The 1945 Victory Symphony Contest in the Daily Express: The Provincial Performance -Manchester

On 16 June 1946, the winners of the Daily Express Victory Symphony Competition duly had their Manchester performance at the King’s Hall, Bellevue. In the aftermath of the bombing of the Free Trade Hall in 1942, the Halle Orchestra often made use of this 7,000 seater venue.

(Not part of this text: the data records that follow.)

pub mod columns;
pub mod settings;

pub use columns::{ColumnIndex, ColumnMapping};
pub use settings::*;
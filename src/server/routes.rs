use axum::{
    routing::{get, post},
    Router,
};
use tower_http::cors::CorsLayer;

use crate::server::{handlers, AppState};

pub fn routes(state: AppState) -> Router {
    Router::new()
        .route("/api/leaderboard", get(handlers::get_leaderboard))
        .route("/api/csv", get(handlers::get_csv))
        .route("/api/health", get(handlers::health))
        .route("/api/refresh", post(handlers::trigger_refresh))
        .layer(CorsLayer::permissive())
        .with_state(state)
}
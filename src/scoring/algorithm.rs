use serde::{Deserialize, Serialize};

use crate::models::{Milestone, RawRecord};
use super::tiers::TIERS;

#[derive(Debug, Clone, Copy, PartialEq, Eq, Serialize, Deserialize)]
pub struct ScoreResult {
    pub score: u32,
    pub milestone: Milestone,
}

/// Points earned before any milestone bonus: one per arcade game, one per
/// trivia game and one per two skill badges.
pub fn base_points(record: &RawRecord) -> u32 {
    record
        .arcade_games
        .saturating_add(record.trivia_games)
        .saturating_add(record.skill_badges / 2)
}

/// Highest milestone whose thresholds the record meets.
pub fn milestone_for(record: &RawRecord) -> Milestone {
    TIERS
        .iter()
        .find(|tier| tier.is_met_by(record))
        .map(|tier| tier.milestone)
        .unwrap_or(Milestone::None)
}

/// Computes score and milestone from badge counts. Special arcade games
/// are carried on the record but do not contribute.
pub fn score(record: &RawRecord) -> ScoreResult {
    let base = base_points(record);

    match TIERS.iter().find(|tier| tier.is_met_by(record)) {
        Some(tier) => ScoreResult {
            score: base.saturating_add(tier.bonus),
            milestone: tier.milestone,
        },
        None => ScoreResult {
            score: base,
            milestone: Milestone::None,
        },
    }
}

Neville Cardus gave a detailed review for the Manchester Guardian (17 June 1946). He began by insisting that ‘both composers achieve many of their best effects by a clean economy of line and colour. There is an astringent quality in the music that springs from a determination to reject material that would be merely decorative.’  However, there is a down side to this process: Cardus feels that ‘sometimes the music flags beneath the burden of a too conscious thought process.’ He believes that this may be result of being ‘lured from their own orbit by the attempt to convey their meditations on some tremendous event or course of events.’ In this case the Allied victory after six years of war.
The reviewer considered that Bernard Stevens and Cedric Thorpe Dave ‘are excellent musicians who would show more originality in works of lighter form than that of the symphony.’ Lack of recordings and performances of these two composers make it difficult to judge whether Cardus is totally correct in his assumption. However, with Thorpe Davie in particular, he is close to the mark (based on a consideration his catalogue and the few works I have heard).
Cardus acknowledged the ‘great freedom of symphonic style’ that is permissible ‘these days’, however he felt that ‘the voice of a more commanding and less scholastic spirit is needed…’ Hearing these works 70 years later, the listener will consider that there is little ‘scholastic’ about this music, but will agree with the reviewer that both works lack ‘power.’  In the ‘Liberation Symphony ‘much of what we associate with a most intelligent kind of modern contrapuntal technique dominates the finale’ – in other words a fugue. Cardus’ preference was for ‘the first part of that movement – ‘a slow and solemn section…[where] thought and feeling are concentrated expressively.’
Looking at each individual work, Cardus felt that Thorpe Davie was ‘rather aggressive in his use of dissonance.’ This would pass largely unnoticed in 2016.
In conclusion Cardus wrote that ‘when both musicians have had time and opportunity for a true expression of mood and outlook and for a buoyancy of style they will probably make rapid advances.’  If anything, history has side-lined both composers, their music being rarely heard and only occasionally recorded.
Other works heard at Belle Vue that evening included Miss Edna Hobson singing a Tchaikovsky aria and the ‘brilliant and powerful’ playing of Kendall Taylor in a performance of Edvard Grieg’s Piano Concerto.  Neville Cardus wrote that John Barbirolli conducted the whole concert with his usual splendid skill, vitality and judgement.’

If and when I find a review of the Scottish Orchestra’s performance of the two symphonies in Glasgow, I shall post it here.